I'm Sorry.

Dec 11, 2012 17:45


"I'm Sorry"
I'm sorry I said those things.  
Even if they were true.
I'm sorry I told people what really happened.
But I was hurt.
I'm sorry I reached out to others...
But you weren't there.
None of you were.

I don't know why you hate me now.
But I can't let you hurt me anymore.
And I won't.
I don't know why they hate me now.
But if I don't matter, then I can't let them matter either.
I can't fix things if you don't tell me what's broken.

Now, I see what I did.
I burned my bridges.
Now its time to build new ones.
New bridges, New materials.
Stronger ones.  
More R+D this time.
More intent.  More deliberate.
More maturity.
If that's what I had to do to be whole again, I'm okay with that.
Because .... it was(what I needed).

I'm sorry I lost who I was in you. 
I'm sorry I let my standards be tainted by the actions and words of those around me.
I'm sorry I let the immaturity get under my skin.
I'm sorry I stopped being me.

I've been looking for me for a long time, and I thought I'd found me with you.  
I was wrong.
I haven't found me in him either.  I can't.  Not again.  I need to find me in me.

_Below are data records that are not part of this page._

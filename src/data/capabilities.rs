//! Browser capabilities and new-session payloads
//!
//! A capability set is an open mapping from string keys to JSON values
//! describing a browser kind. Matching is asymmetric: a slot's *stereotype*
//! matches a *requested* set iff every key the request names is present in
//! the stereotype with an equal value. Extra stereotype keys are allowed;
//! the scheduler never interprets what the keys mean.

use std::fmt;

use serde::{Deserialize, Serialize};
use serde_json::{Map, Value};
use thiserror::Error;

/// An open set of browser capabilities
#[derive(Debug, Clone, Default, PartialEq, Serialize, Deserialize)]
#[serde(transparent)]
pub struct Capabilities(Map<String, Value>);

impl Capabilities {
    pub fn new() -> Self {
        Self(Map::new())
    }

    /// Add a capability, builder style
    pub fn with(mut self, key: impl Into<String>, value: impl Into<Value>) -> Self {
        self.0.insert(key.into(), value.into());
        self
    }

    pub fn get(&self, key: &str) -> Option<&Value> {
        self.0.get(key)
    }

    pub fn is_empty(&self) -> bool {
        self.0.is_empty()
    }

    pub fn len(&self) -> usize {
        self.0.len()
    }

    /// Does this stereotype satisfy `requested`?
    ///
    /// Every key present in the request must be present here with an equal
    /// value. A key missing from the stereotype is a mismatch; extra
    /// stereotype keys are fine.
    pub fn matches(&self, requested: &Capabilities) -> bool {
        requested
            .0
            .iter()
            .all(|(key, value)| self.0.get(key) == Some(value))
    }

    /// Merge `other` on top of this set, failing on conflicting values.
    ///
    /// Used to combine `alwaysMatch` with each `firstMatch` entry, and to
    /// compute the negotiated capabilities of a started session.
    pub fn merged_with(&self, other: &Capabilities) -> Result<Capabilities, CapabilityError> {
        let mut merged = self.0.clone();
        for (key, value) in &other.0 {
            match merged.get(key) {
                Some(existing) if existing != value => {
                    return Err(CapabilityError::ConflictingKey(key.clone()));
                }
                _ => {
                    merged.insert(key.clone(), value.clone());
                }
            }
        }
        Ok(Capabilities(merged))
    }
}

impl fmt::Display for Capabilities {
    fn fmt(&self, f: &mut fmt::Formatter<'_>) -> fmt::Result {
        write!(f, "{}", Value::Object(self.0.clone()))
    }
}

impl From<Map<String, Value>> for Capabilities {
    fn from(map: Map<String, Value>) -> Self {
        Self(map)
    }
}

/// Errors raised while interpreting capability payloads
#[derive(Debug, Clone, PartialEq, Eq, Error)]
pub enum CapabilityError {
    #[error("firstMatch entry conflicts with alwaysMatch on key '{0}'")]
    ConflictingKey(String),

    #[error("payload contains no capability alternatives")]
    Empty,
}

/// Wire payload of a new-session request
///
/// `{"capabilities": {"alwaysMatch": {...}, "firstMatch": [{...}, ...]}}`
#[derive(Debug, Clone, Default, Serialize, Deserialize)]
pub struct NewSessionPayload {
    pub capabilities: CapabilityRequest,
}

#[derive(Debug, Clone, Default, Serialize, Deserialize)]
pub struct CapabilityRequest {
    #[serde(default, rename = "alwaysMatch")]
    pub always_match: Capabilities,

    #[serde(default, rename = "firstMatch")]
    pub first_match: Vec<Capabilities>,
}

impl NewSessionPayload {
    /// Build a payload with a single desired capability set
    pub fn single(capabilities: Capabilities) -> Self {
        Self {
            capabilities: CapabilityRequest {
                always_match: capabilities,
                first_match: Vec::new(),
            },
        }
    }

    /// Expand the payload into its desired-capability alternatives: the
    /// cartesian merge of `alwaysMatch` with each `firstMatch` entry, in
    /// `firstMatch` order. An absent `firstMatch` yields `alwaysMatch`
    /// alone.
    pub fn alternatives(&self) -> Result<Vec<Capabilities>, CapabilityError> {
        let always = &self.capabilities.always_match;
        if self.capabilities.first_match.is_empty() {
            if always.is_empty() {
                return Err(CapabilityError::Empty);
            }
            return Ok(vec![always.clone()]);
        }

        self.capabilities
            .first_match
            .iter()
            .map(|first| always.merged_with(first))
            .collect()
    }
}

#[cfg(test)]
mod tests {
    use super::*;
    use serde_json::json;

    fn caps(value: Value) -> Capabilities {
        serde_json::from_value(value).unwrap()
    }

    #[test]
    fn test_matching_is_asymmetric() {
        let stereotype = Capabilities::new()
            .with("browserName", "firefox")
            .with("platformName", "linux");
        let requested = Capabilities::new().with("browserName", "firefox");

        // Extra stereotype keys are allowed
        assert!(stereotype.matches(&requested));
        // But the reverse does not hold: the stereotype asks for a platform
        assert!(!requested.matches(&stereotype));
    }

    #[test]
    fn test_missing_key_is_a_mismatch() {
        let stereotype = Capabilities::new().with("browserName", "firefox");
        let requested = Capabilities::new()
            .with("browserName", "firefox")
            .with("platformName", "linux");

        assert!(!stereotype.matches(&requested));
    }

    #[test]
    fn test_unequal_value_is_a_mismatch() {
        let stereotype = Capabilities::new().with("browserName", "firefox");
        let requested = Capabilities::new().with("browserName", "chrome");

        assert!(!stereotype.matches(&requested));
    }

    #[test]
    fn test_empty_request_matches_anything() {
        let stereotype = Capabilities::new().with("browserName", "firefox");
        assert!(stereotype.matches(&Capabilities::new()));
    }

    #[test]
    fn test_alternatives_merges_always_with_first_match() {
        let payload: NewSessionPayload = serde_json::from_value(json!({
            "capabilities": {
                "alwaysMatch": {"acceptInsecureCerts": true},
                "firstMatch": [
                    {"browserName": "chrome"},
                    {"browserName": "firefox"}
                ]
            }
        }))
        .unwrap();

        let alts = payload.alternatives().unwrap();
        assert_eq!(alts.len(), 2);
        assert_eq!(alts[0].get("browserName"), Some(&json!("chrome")));
        assert_eq!(alts[0].get("acceptInsecureCerts"), Some(&json!(true)));
        assert_eq!(alts[1].get("browserName"), Some(&json!("firefox")));
    }

    #[test]
    fn test_alternatives_without_first_match() {
        let payload = NewSessionPayload::single(caps(json!({"browserName": "chrome"})));
        let alts = payload.alternatives().unwrap();
        assert_eq!(alts.len(), 1);
        assert_eq!(alts[0].get("browserName"), Some(&json!("chrome")));
    }

    #[test]
    fn test_alternatives_rejects_conflicts() {
        let payload: NewSessionPayload = serde_json::from_value(json!({
            "capabilities": {
                "alwaysMatch": {"browserName": "chrome"},
                "firstMatch": [{"browserName": "firefox"}]
            }
        }))
        .unwrap();

        assert_eq!(
            payload.alternatives(),
            Err(CapabilityError::ConflictingKey("browserName".to_string()))
        );
    }

    #[test]
    fn test_alternatives_rejects_empty_payload() {
        let payload = NewSessionPayload::default();
        assert_eq!(payload.alternatives(), Err(CapabilityError::Empty));
    }

    #[test]
    fn test_serde_round_trip() {
        let original = Capabilities::new()
            .with("browserName", "edge")
            .with("se:downloadsEnabled", true);
        let json = serde_json::to_string(&original).unwrap();
        let parsed: Capabilities = serde_json::from_str(&json).unwrap();
        assert_eq!(original, parsed);
    }
}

I'm sorry I lost my little girl.
Before you I knew who she was.  
She was always chibi.  
Little, Small, Tiny.  Its who she was.
She grew up, she had to.  
She was no longer safe ... 
Now, she is again.
Safe.

Before you, I was a pervert.
I was curious.
I wanted to learn, and experience.
You weren't interested in any of it with me.
So I settled, became content, and didn't nag.

I'm sorry I'm stubborn.
I'm sorry I didn't have to strength to end it when it was over.
Because it was.

I've never felt this way before.  
But I'm not sorry we were together
I'm not sorry I loved you
I'm not sorry I tried.
I'm not sorry I gave you everything I had
I'm not sorry I burned to ashes at your feet
Completely Crushed.  
Partly because of you, partly because of me and completely because of us.

You helped me createthe foundation for what I will grow into.
See that guy over there? So did he.
And that one over there. And that one, and that one, and that one, and that one too.
All of you did.  And for that, I love all of you.  
But I can say with a full heart, I will never be in love with any of you ever again.
And for that - for that, I am grateful.

I love my life, I love me, but most importantly - I love him - and for today and every other day as long as I will live - That will be all that matters.